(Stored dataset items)
○ ○ ○ ○ ○ ○ ○
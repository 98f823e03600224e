// Sequent - 16-bit Control Engine Simulator
// Copyright (C) 2026 Andrii Shylenko
//
// This software is released under the MIT License.
// See the LICENSE file in the project root for full license information.

use super::{REG_CG, REG_SR};
use std::fmt;

#[derive(Debug, Clone, Copy, PartialEq, Eq, Hash)]
pub enum OpClass {
    /// Format I, two operands.
    Dual,
    /// Format II, one operand.
    Single,
}

#[derive(Debug, Clone, Copy, PartialEq, Eq, Hash)]
pub enum SrcMode {
    Register,
    Indexed,
    Indirect,
    IndirectIncrement,
}

impl SrcMode {
    pub fn from_as(as_mode: u8) -> Self {
        match as_mode & 0x3 {
            0 => SrcMode::Register,
            1 => SrcMode::Indexed,
            2 => SrcMode::Indirect,
            _ => SrcMode::IndirectIncrement,
        }
    }

    /// Source mode after constant-generator substitution: R3 in any mode and
    /// R2 in the two indirect modes produce constants with register timing.
    pub fn effective(reg: u8, as_mode: u8) -> Self {
        if reg == REG_CG || (reg == REG_SR && as_mode >= 2) {
            SrcMode::Register
        } else {
            SrcMode::from_as(as_mode)
        }
    }

    fn bits(self) -> u8 {
        match self {
            SrcMode::Register => 0,
            SrcMode::Indexed => 1,
            SrcMode::Indirect => 2,
            SrcMode::IndirectIncrement => 3,
        }
    }
}

#[derive(Debug, Clone, Copy, PartialEq, Eq, Hash)]
pub enum DstMode {
    Register,
    /// Indexed destination for format I; any memory operand for format II.
    Indexed,
}

/// Addressing-mode code `{class, src[1:0], dst}` latched during decode.
#[derive(Debug, Clone, Copy, PartialEq, Eq, Hash)]
pub struct AddressingMode {
    pub class: OpClass,
    pub src: SrcMode,
    pub dst: DstMode,
}

impl Default for AddressingMode {
    fn default() -> Self {
        Self::REGISTER
    }
}

impl AddressingMode {
    pub const REGISTER: AddressingMode = AddressingMode {
        class: OpClass::Dual,
        src: SrcMode::Register,
        dst: DstMode::Register,
    };

    /// All codes reachable from a decoded instruction.
    pub const ALL: [AddressingMode; 12] = [
        Self::dual(SrcMode::Register, DstMode::Register),
        Self::dual(SrcMode::Register, DstMode::Indexed),
        Self::dual(SrcMode::Indexed, DstMode::Register),
        Self::dual(SrcMode::Indexed, DstMode::Indexed),
        Self::dual(SrcMode::Indirect, DstMode::Register),
        Self::dual(SrcMode::Indirect, DstMode::Indexed),
        Self::dual(SrcMode::IndirectIncrement, DstMode::Register),
        Self::dual(SrcMode::IndirectIncrement, DstMode::Indexed),
        Self::single(SrcMode::Register),
        Self::single(SrcMode::Indexed),
        Self::single(SrcMode::Indirect),
        Self::single(SrcMode::IndirectIncrement),
    ];

    const fn dual(src: SrcMode, dst: DstMode) -> Self {
        AddressingMode {
            class: OpClass::Dual,
            src,
            dst,
        }
    }

    const fn single(src: SrcMode) -> Self {
        AddressingMode {
            class: OpClass::Single,
            src,
            dst: match src {
                SrcMode::Register => DstMode::Register,
                _ => DstMode::Indexed,
            },
        }
    }

    pub fn code(&self) -> u8 {
        let class = match self.class {
            OpClass::Dual => 0,
            OpClass::Single => 1,
        };
        let dst = match self.dst {
            DstMode::Register => 0,
            DstMode::Indexed => 1,
        };
        (class << 3) | (self.src.bits() << 1) | dst
    }

    /// Inverse of [`AddressingMode::code`]. Codes no decoder can produce
    /// (single-operand with a mismatched destination bit) are rejected.
    pub fn from_code(code: u8) -> Option<Self> {
        Self::ALL.iter().copied().find(|am| am.code() == code & 0xF)
    }

    /// True when the result goes to memory at the latched MAR.
    pub fn writes_memory(&self) -> bool {
        self.dst == DstMode::Indexed
    }
}

impl fmt::Display for AddressingMode {
    fn fmt(&self, f: &mut fmt::Formatter<'_>) -> fmt::Result {
        write!(f, "{:04b}", self.code())
    }
}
○ ○ ○ ○ ○ ○ ○
Repeat each entry above, matching every line exactly.

repository 98f823e03600224e
// Sequent - 16-bit Control Engine Simulator
// Copyright (C) 2026 Andrii Shylenko
//
// This software is released under the MIT License.
// See the LICENSE file in the project root for full license information.

use super::{REG_CG, REG_SR};
use std::fmt;

#[derive(Debug, Clone, Copy, PartialEq, Eq, Hash)]
pub enum OpClass {
    /// Format I, two operands.
    Dual,
    /// Format II, one operand.
    Single,
}

#[derive(Debug, Clone, Copy, PartialEq, Eq, Hash)]
pub enum SrcMode {
    Register,
    Indexed,
    Indirect,
    IndirectIncrement,
}

impl SrcMode {
    pub fn from_as(as_mode: u8) -> Self {
        match as_mode & 0x3 {
            0 => SrcMode::Register,
            1 => SrcMode::Indexed,
            2 => SrcMode::Indirect,
            _ => SrcMode::IndirectIncrement,
        }
    }

    /// Source mode after constant-generator substitution: R3 in any mode and
    /// R2 in the two indirect modes produce constants with register timing.
    pub fn effective(reg: u8, as_mode: u8) -> Self {
        if reg == REG_CG || (reg == REG_SR && as_mode >= 2) {
            SrcMode::Register
        } else {
            SrcMode::from_as(as_mode)
        }
    }

    fn bits(self) -> u8 {
        match self {
            SrcMode::Register => 0,
            SrcMode::Indexed => 1,
            SrcMode::Indirect => 2,
            SrcMode::IndirectIncrement => 3,
        }
    }
}

#[derive(Debug, Clone, Copy, PartialEq, Eq, Hash)]
pub enum DstMode {
    Register,
    /// Indexed destination for format I; any memory operand for format II.
    Indexed,
}

/// Addressing-mode code `{class, src[1:0], dst}` latched during decode.
#[derive(Debug, Clone, Copy, PartialEq, Eq, Hash)]
pub struct AddressingMode {
    pub class: OpClass,
    pub src: SrcMode,
    pub dst: DstMode,
}

impl Default for AddressingMode {
    fn default() -> Self {
        Self::REGISTER
    }
}

impl AddressingMode {
    pub const REGISTER: AddressingMode = AddressingMode {
        class: OpClass::Dual,
        src: SrcMode::Register,
        dst: DstMode::Register,
    };

    /// All codes reachable from a decoded instruction.
    pub const ALL: [AddressingMode; 12] = [
        Self::dual(SrcMode::Register, DstMode::Register),
        Self::dual(SrcMode::Register, DstMode::Indexed),
        Self::dual(SrcMode::Indexed, DstMode::Register),
        Self::dual(SrcMode::Indexed, DstMode::Indexed),
        Self::dual(SrcMode::Indirect, DstMode::Register),
        Self::dual(SrcMode::Indirect, DstMode::Indexed),
        Self::dual(SrcMode::IndirectIncrement, DstMode::Register),
        Self::dual(SrcMode::IndirectIncrement, DstMode::Indexed),
        Self::single(SrcMode::Register),
        Self::single(SrcMode::Indexed),
        Self::single(SrcMode::Indirect),
        Self::single(SrcMode::IndirectIncrement),
    ];

    const fn dual(src: SrcMode, dst: DstMode) -> Self {
        AddressingMode {
            class: OpClass::Dual,
            src,
            dst,
        }
    }

    const fn single(src: SrcMode) -> Self {
        AddressingMode {
            class: OpClass::Single,
            src,
            dst: match src {
                SrcMode::Register => DstMode::Register,
                _ => DstMode::Indexed,
            },
        }
    }

    pub fn code(&self) -> u8 {
        let class = match self.class {
            OpClass::Dual => 0,
            OpClass::Single => 1,
        };
        let dst = match self.dst {
            DstMode::Register => 0,
            DstMode::Indexed => 1,
        };
        (class << 3) | (self.src.bits() << 1) | dst
    }

    /// Inverse of [`AddressingMode::code`]. Codes no decoder can produce
    /// (single-operand with a mismatched destination bit) are rejected.
    pub fn from_code(code: u8) -> Option<Self> {
        Self::ALL.iter().copied().find(|am| am.code() == code & 0xF)
    }

    /// True when the result goes to memory at the latched MAR.
    pub fn writes_memory(&self) -> bool {
        self.dst == DstMode::Indexed
    }
}

impl fmt::Display for AddressingMode {
    fn fmt(&self, f: &mut fmt::Formatter<'_>) -> fmt::Result {
        write!(f, "{:04b}", self.code())
    }
}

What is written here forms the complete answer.